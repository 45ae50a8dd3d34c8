// crates/canvasruntime/tests/simulator_test.rs

use async_trait::async_trait;
use canvascore::{
    CanvasError, EventBus, ExecutionEvent, ExecutionStatus, NodeError, WorkflowEdge, WorkflowError,
    WorkflowGraph, WorkflowNode,
};
use canvasruntime::{
    CyclePolicy, ErrorHandling, ExecutionSimulator, MockStepExecutor, NodeRegistry, SimulatorConfig,
    StepContext, StepExecutor,
};
use serde_json::json;
use std::collections::HashMap;
use std::sync::{Arc, Mutex};
use std::time::Duration;
use tokio::sync::broadcast::Receiver;
use tokio_util::sync::CancellationToken;

fn registry() -> Arc<NodeRegistry> {
    Arc::new(canvasnodes::default_registry())
}

fn simulator_with(executor: MockStepExecutor, config: SimulatorConfig) -> ExecutionSimulator {
    ExecutionSimulator::with_executor(registry(), Arc::new(executor), config)
}

fn instant_simulator() -> ExecutionSimulator {
    simulator_with(MockStepExecutor::instant(), SimulatorConfig::default())
}

fn graph_with(nodes: &[(&str, &str)], edges: &[(&str, &str)]) -> WorkflowGraph {
    let mut graph = WorkflowGraph::new();
    for (id, node_type) in nodes {
        graph.insert_node(WorkflowNode::new(*id, *node_type)).unwrap();
    }
    for (source, target) in edges {
        graph.insert_edge(WorkflowEdge::new(*source, *target)).unwrap();
    }
    graph
}

fn drain(events: &mut Receiver<ExecutionEvent>) -> Vec<ExecutionEvent> {
    let mut collected = Vec::new();
    while let Ok(event) = events.try_recv() {
        collected.push(event);
    }
    collected
}

/// Node ids in the order their completion events were published
fn completed_order(events: &[ExecutionEvent]) -> Vec<String> {
    events
        .iter()
        .filter_map(|e| match e {
            ExecutionEvent::NodeCompleted { node_id, .. } => Some(node_id.clone()),
            _ => None,
        })
        .collect()
}

#[tokio::test]
async fn test_trigger_then_action_succeed_in_order() {
    let mut graph = graph_with(&[("n1", "trigger"), ("n2", "action")], &[("n1", "n2")]);
    let bus = EventBus::new(100);
    let mut events = bus.subscribe();

    let summary = instant_simulator()
        .run(&mut graph, &bus, json!({}), CancellationToken::new())
        .await
        .unwrap();

    assert!(summary.success());
    assert_eq!(summary.executed, vec!["n1", "n2"]);
    assert_eq!(graph.node("n1").unwrap().status(), ExecutionStatus::Success);
    assert_eq!(graph.node("n2").unwrap().status(), ExecutionStatus::Success);

    let events = drain(&mut events);
    assert_eq!(completed_order(&events), vec!["n1", "n2"]);
    assert!(matches!(events.first(), Some(ExecutionEvent::RunStarted { .. })));
    assert!(matches!(
        events.last(),
        Some(ExecutionEvent::RunCompleted { success: true, cancelled: false, .. })
    ));
}

#[tokio::test]
async fn test_outputs_come_from_registry_or_fallback() {
    let mut graph = graph_with(&[("t", "trigger"), ("x", "transform"), ("u", "unregistered")], &[("t", "x")]);
    let bus = EventBus::new(100);

    instant_simulator()
        .run(&mut graph, &bus, json!({}), CancellationToken::new())
        .await
        .unwrap();

    assert_eq!(graph.node("t").unwrap().data.last_output, Some(json!({"triggered": true})));
    assert_eq!(graph.node("x").unwrap().data.last_output, Some(json!({"result": "ok"})));
    assert_eq!(graph.node("u").unwrap().data.last_output, Some(json!({"result": "ok"})));
}

#[tokio::test]
async fn test_input_merges_predecessor_outputs() {
    let mut graph = graph_with(
        &[("t", "trigger"), ("g", "guardrail"), ("a", "agent"), ("o", "output")],
        &[("t", "g"), ("t", "a"), ("g", "o"), ("a", "o")],
    );
    let bus = EventBus::new(100);

    instant_simulator()
        .run(&mut graph, &bus, json!({"lead": 7}), CancellationToken::new())
        .await
        .unwrap();

    assert_eq!(graph.node("t").unwrap().data.last_input, Some(json!({"lead": 7})));
    assert_eq!(graph.node("a").unwrap().data.last_input, Some(json!({"triggered": true})));
    assert_eq!(
        graph.node("o").unwrap().data.last_input,
        Some(json!({
            "passed": true,
            "violations": [],
            "response": "Agent completed the task",
            "iterations": 1
        }))
    );
}

#[tokio::test]
async fn test_isolated_cycle_never_executes() {
    let mut graph = graph_with(
        &[("a", "action"), ("b", "action"), ("c", "action")],
        &[("a", "b"), ("b", "c"), ("c", "a")],
    );
    let bus = EventBus::new(100);
    let mut events = bus.subscribe();

    let summary = instant_simulator()
        .run(&mut graph, &bus, json!({}), CancellationToken::new())
        .await
        .unwrap();

    assert!(summary.executed.is_empty());
    assert_eq!(summary.skipped, vec!["a", "b", "c"]);
    for id in ["a", "b", "c"] {
        assert_eq!(graph.node(id).unwrap().status(), ExecutionStatus::Idle);
        assert!(graph.node(id).unwrap().data.last_output.is_none());
    }

    let skipped = drain(&mut events)
        .into_iter()
        .filter(|e| matches!(e, ExecutionEvent::NodeSkipped { .. }))
        .count();
    assert_eq!(skipped, 3);
}

#[tokio::test]
async fn test_reject_policy_refuses_cyclic_graph_untouched() {
    let mut graph = graph_with(&[("r", "trigger"), ("a", "action"), ("b", "action")], &[("a", "b"), ("b", "a")]);
    let config = SimulatorConfig {
        on_cycle: CyclePolicy::Reject,
        ..SimulatorConfig::default()
    };

    let result = simulator_with(MockStepExecutor::instant(), config)
        .run(&mut graph, &EventBus::new(10), json!({}), CancellationToken::new())
        .await;

    match result {
        Err(CanvasError::Workflow(WorkflowError::CyclicDependency(blocked))) => {
            assert_eq!(blocked, vec!["a", "b"]);
        }
        other => panic!("expected cyclic dependency error, got {:?}", other),
    }
    assert_eq!(graph.node("r").unwrap().status(), ExecutionStatus::Idle);
}

#[tokio::test]
async fn test_failure_stops_run_and_releases_rest() {
    let mut graph = graph_with(
        &[("t", "trigger"), ("a", "action"), ("o", "output")],
        &[("t", "a"), ("a", "o")],
    );
    let bus = EventBus::new(100);

    let summary = simulator_with(MockStepExecutor::instant().fail_node("a"), SimulatorConfig::default())
        .run(&mut graph, &bus, json!({}), CancellationToken::new())
        .await
        .unwrap();

    assert!(!summary.success());
    assert_eq!(summary.executed, vec!["t"]);
    assert_eq!(summary.failed, vec!["a"]);
    assert_eq!(summary.skipped, vec!["o"]);
    assert_eq!(graph.node("a").unwrap().status(), ExecutionStatus::Error);
    assert!(graph.node("a").unwrap().data.last_error.is_some());
    assert_eq!(graph.node("o").unwrap().status(), ExecutionStatus::Idle);
}

#[tokio::test]
async fn test_continue_on_error_keeps_walking() {
    let mut graph = graph_with(
        &[("t", "trigger"), ("a", "action"), ("b", "tool")],
        &[("t", "a"), ("t", "b")],
    );
    let config = SimulatorConfig {
        on_error: ErrorHandling::ContinueOnError,
        ..SimulatorConfig::default()
    };

    let summary = simulator_with(MockStepExecutor::instant().fail_type("action"), config)
        .run(&mut graph, &EventBus::new(100), json!({}), CancellationToken::new())
        .await
        .unwrap();

    assert_eq!(summary.executed, vec!["t", "b"]);
    assert_eq!(summary.failed, vec!["a"]);
    assert_eq!(graph.node("b").unwrap().status(), ExecutionStatus::Success);
}

#[tokio::test]
async fn test_edges_animate_only_while_target_runs() {
    let mut graph = graph_with(&[("t", "trigger"), ("a", "action")], &[("t", "a")]);
    let edge_id = graph.edges()[0].id.clone();
    let bus = EventBus::new(100);
    let mut events = bus.subscribe();

    instant_simulator()
        .run(&mut graph, &bus, json!({}), CancellationToken::new())
        .await
        .unwrap();

    let activity: Vec<(String, bool)> = drain(&mut events)
        .into_iter()
        .filter_map(|e| match e {
            ExecutionEvent::EdgeActivity { edge_id, active, .. } => Some((edge_id, active)),
            _ => None,
        })
        .collect();
    assert_eq!(activity, vec![(edge_id.clone(), true), (edge_id.clone(), false)]);
    assert!(!graph.edge(&edge_id).unwrap().animated);
}

#[tokio::test]
async fn test_rerun_clears_previous_results() {
    let mut graph = graph_with(&[("t", "trigger"), ("a", "action")], &[("t", "a")]);
    let bus = EventBus::new(100);

    simulator_with(MockStepExecutor::instant().fail_node("a"), SimulatorConfig::default())
        .run(&mut graph, &bus, json!({}), CancellationToken::new())
        .await
        .unwrap();
    assert_eq!(graph.node("a").unwrap().status(), ExecutionStatus::Error);

    instant_simulator()
        .run(&mut graph, &bus, json!({}), CancellationToken::new())
        .await
        .unwrap();

    let node = graph.node("a").unwrap();
    assert_eq!(node.status(), ExecutionStatus::Success);
    assert!(node.data.last_error.is_none());
}

#[tokio::test(start_paused = true)]
async fn test_simulated_latency_stays_in_range() {
    let mut graph = graph_with(
        &[("t", "trigger"), ("a", "agent"), ("o", "output")],
        &[("t", "a"), ("a", "o")],
    );
    let bus = EventBus::new(100);
    let mut events = bus.subscribe();

    let started = tokio::time::Instant::now();
    default_simulator().run(&mut graph, &bus, json!({}), CancellationToken::new()).await.unwrap();
    let elapsed = started.elapsed();

    assert!(elapsed >= Duration::from_millis(900), "three steps of at least 300ms");
    assert!(elapsed <= Duration::from_millis(2400 + 50), "three steps of at most 800ms");
    for event in drain(&mut events) {
        if let ExecutionEvent::NodeCompleted { duration_ms, .. } = event {
            assert!((300..=810).contains(&duration_ms), "step took {}ms", duration_ms);
        }
    }
}

fn default_simulator() -> ExecutionSimulator {
    ExecutionSimulator::new(registry(), SimulatorConfig::default())
}

#[tokio::test(start_paused = true)]
async fn test_cancellation_stops_remaining_nodes() {
    let mut graph = graph_with(
        &[("t", "trigger"), ("a", "action"), ("o", "output")],
        &[("t", "a"), ("a", "o")],
    );
    let bus = EventBus::new(100);
    let cancellation = CancellationToken::new();
    let cancel = cancellation.clone();
    tokio::spawn(async move {
        tokio::time::sleep(Duration::from_millis(1500)).await;
        cancel.cancel();
    });

    let summary = simulator_with(MockStepExecutor::new(1000, 1000), SimulatorConfig::default())
        .run(&mut graph, &bus, json!({}), cancellation)
        .await
        .unwrap();

    assert!(summary.cancelled);
    assert!(!summary.success());
    assert_eq!(summary.executed, vec!["t"]);
    assert_eq!(summary.failed, vec!["a"]);
    assert_eq!(summary.skipped, vec!["o"]);
    assert_eq!(graph.node("a").unwrap().data.last_error.as_deref(), Some("Cancelled"));
    assert_eq!(graph.node("o").unwrap().status(), ExecutionStatus::Idle);
}

#[tokio::test(start_paused = true)]
async fn test_step_timeout_marks_node_error() {
    let mut graph = graph_with(&[("t", "trigger")], &[]);
    let config = SimulatorConfig {
        step_timeout_ms: Some(100),
        ..SimulatorConfig::default()
    };

    let summary = simulator_with(MockStepExecutor::new(500, 500), config)
        .run(&mut graph, &EventBus::new(10), json!({}), CancellationToken::new())
        .await
        .unwrap();

    assert_eq!(summary.failed, vec!["t"]);
    assert_eq!(
        graph.node("t").unwrap().data.last_error,
        Some(NodeError::Timeout { millis: 100 }.to_string())
    );
}

/// Step executor that records the input each step receives
struct InputRecorder {
    snapshots: Mutex<Vec<(String, serde_json::Value)>>,
}
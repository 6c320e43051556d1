//! Export command implementation
//!
//! Builds one report and writes the delivered file to disk. With
//! `--fixtures` the rows come from a JSON fixture instead of the stores,
//! which is handy for checking layouts without a database.

use crate::adapters::source::{create_record_source, MemorySource, RecordSource};
use crate::config::{load_config, ClassrollConfig, ExportConfig};
use crate::core::export::{ExportOutcome, Exporter};
use crate::core::report::{
    verify_teacher, ReportBuilder, ReportFilters, ReportKind, ReportSettings,
};
use crate::domain::{ClassId, ClassrollError, TeacherId};
use chrono::{Local, NaiveDate};
use clap::Args;
use std::fs;
use std::path::{Path, PathBuf};
use std::sync::Arc;

/// Arguments for the export command
#[derive(Args, Debug)]
pub struct ExportArgs {
    /// Report kind (attendance, attendance_log, class_performance, assignments)
    pub kind: String,

    /// Teacher whose classes are reported
    #[arg(long, env = "CLASSROLL_TEACHER_ID")]
    pub teacher_id: String,

    /// Restrict to one class (default: all of the teacher's classes)
    #[arg(long)]
    pub class_id: Option<String>,

    /// First day of the range (YYYY-MM-DD)
    #[arg(long)]
    pub start: NaiveDate,

    /// Last day of the range (YYYY-MM-DD, default: today)
    #[arg(long)]
    pub end: Option<NaiveDate>,

    /// Output format: csv, spreadsheet or pdf (default: configured format)
    #[arg(short, long)]
    pub format: Option<String>,

    /// Directory the file is written to
    #[arg(short, long, default_value = ".")]
    pub output: PathBuf,

    /// Serve rows from a JSON fixture instead of the configured stores
    #[arg(long, value_name = "FILE")]
    pub fixtures: Option<PathBuf>,
}

impl ExportArgs {
    /// Execute the export command
    pub async fn execute(&self, config_path: &str) -> anyhow::Result<i32> {
        tracing::info!(kind = %self.kind, "Starting export command");

        let (kind, filters) = match self.filters() {
            Ok(parsed) => parsed,
            Err(e) => {
                eprintln!("{}", e.user_message());
                return Ok(2); // Validation error exit code
            }
        };

        // A config file is optional when rows come from fixtures
        let config = if self.fixtures.is_some() && !Path::new(config_path).exists() {
            None
        } else {
            match load_config(config_path) {
                Ok(c) => Some(c),
                Err(e) => {
                    tracing::error!(error = %e, "Failed to load configuration");
                    eprintln!("Failed to load configuration: {e}");
                    return Ok(2); // Configuration error exit code
                }
            }
        };

        let source = match self.record_source(config.as_ref()).await {
            Ok(s) => s,
            Err(ClassrollError::Configuration(msg)) => {
                eprintln!("Invalid fixtures: {msg}");
                return Ok(2); // Configuration error exit code
            }
            Err(e) => {
                tracing::error!(error = %e, "Failed to create record source");
                eprintln!("Failed to connect to the record stores: {e}");
                return Ok(4); // Connection error exit code
            }
        };

        let (settings, exporter) = match &config {
            Some(c) => (ReportSettings::from(&c.reports), Exporter::from_config(&c.export)),
            None => (
                ReportSettings::default(),
                Exporter::from_config(&ExportConfig::default()),
            ),
        };

        if let Err(e) = verify_teacher(source.as_ref(), &filters.teacher_id).await {
            return Ok(report_error(&e));
        }

        let builder = ReportBuilder::new(source, settings);
        let outcome = match builder
            .report(kind, filters, Local::now().naive_local())
            .await
        {
            Ok(o) => o,
            Err(e) => return Ok(report_error(&e)),
        };

        let token = self.format.as_deref().unwrap_or_default();
        let file = match exporter.export_outcome(&outcome, token) {
            ExportOutcome::File(file) => file,
            ExportOutcome::NoData { message } => {
                println!("{message}");
                return Ok(1); // No data exit code
            }
        };

        fs::create_dir_all(&self.output)?;
        let path = self.output.join(&file.filename);
        fs::write(&path, &file.bytes)?;

        if file.fell_back {
            println!(
                "Requested {} could not be rendered; delivered {} instead",
                file.requested.as_str(),
                file.delivered.as_str()
            );
        }
        println!("Format:   {}", file.delivered.as_str());
        println!("File:     {}", path.display());
        println!("Bytes:    {}", file.bytes.len());
        println!("SHA-256:  {}", file.sha256);
        Ok(0)
    }

    fn filters(&self) -> crate::domain::Result<(ReportKind, ReportFilters)> {
        let kind: ReportKind = self.kind.parse()?;
        let teacher_id =
            TeacherId::new(self.teacher_id.as_str()).map_err(ClassrollError::Validation)?;
        let class_id = match self.class_id.as_deref().map(str::trim) {
            None | Some("") => None,
            Some(c) if c.eq_ignore_ascii_case("all") => None,
            Some(c) => Some(ClassId::new(c).map_err(ClassrollError::Validation)?),
        };
        let end = self.end.unwrap_or_else(|| Local::now().date_naive());
        let filters = ReportFilters::new(teacher_id, class_id, self.start, end)?;
        Ok((kind, filters))
    }

    async fn record_source(
        &self,
        config: Option<&ClassrollConfig>,
    ) -> crate::domain::Result<Arc<dyn RecordSource + Send + Sync>> {
        if let Some(path) = &self.fixtures {
            let text = fs::read_to_string(path).map_err(|e| {
                ClassrollError::Configuration(format!("{}: {e}", path.display()))
            })?;
            let fixture: serde_json::Value = serde_json::from_str(&text)
                .map_err(|e| ClassrollError::Configuration(format!("{}: {e}", path.display())))?;
            tracing::info!(fixtures = %path.display(), "Serving rows from fixtures");
            return Ok(Arc::new(MemorySource::from_fixture(&fixture)?));
        }

        let config = config.ok_or_else(|| {
            ClassrollError::Configuration("No configuration loaded".to_string())
        })?;
        create_record_source(&config.stores).await
    }
}

/// Print a report failure and map it to an exit code
fn report_error(err: &ClassrollError) -> i32 {
    tracing::error!(error = %err, "Report failed");
    eprintln!("{}", err.user_message());
    match err {
        ClassrollError::Validation(_) => 2,
        ClassrollError::Forbidden(_) => 3,
        ClassrollError::SourceUnavailable { .. } => 4,
        _ => 5,
    }
}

---------------

Work task: Beginning with the first line of the entries, repeat each line exactly until you have reproduced the one containing "use tokio_util::sync::CancellationToken;", and add nothing further.

Solution:
repository 45ae50a8dd3d34c8
// crates/canvasruntime/tests/simulator_test.rs

use async_trait::async_trait;
use canvascore::{
    CanvasError, EventBus, ExecutionEvent, ExecutionStatus, NodeError, WorkflowEdge, WorkflowError,
    WorkflowGraph, WorkflowNode,
};
use canvasruntime::{
    CyclePolicy, ErrorHandling, ExecutionSimulator, MockStepExecutor, NodeRegistry, SimulatorConfig,
    StepContext, StepExecutor,
};
use serde_json::json;
use std::collections::HashMap;
use std::sync::{Arc, Mutex};
use std::time::Duration;
use tokio::sync::broadcast::Receiver;
use tokio_util::sync::CancellationToken;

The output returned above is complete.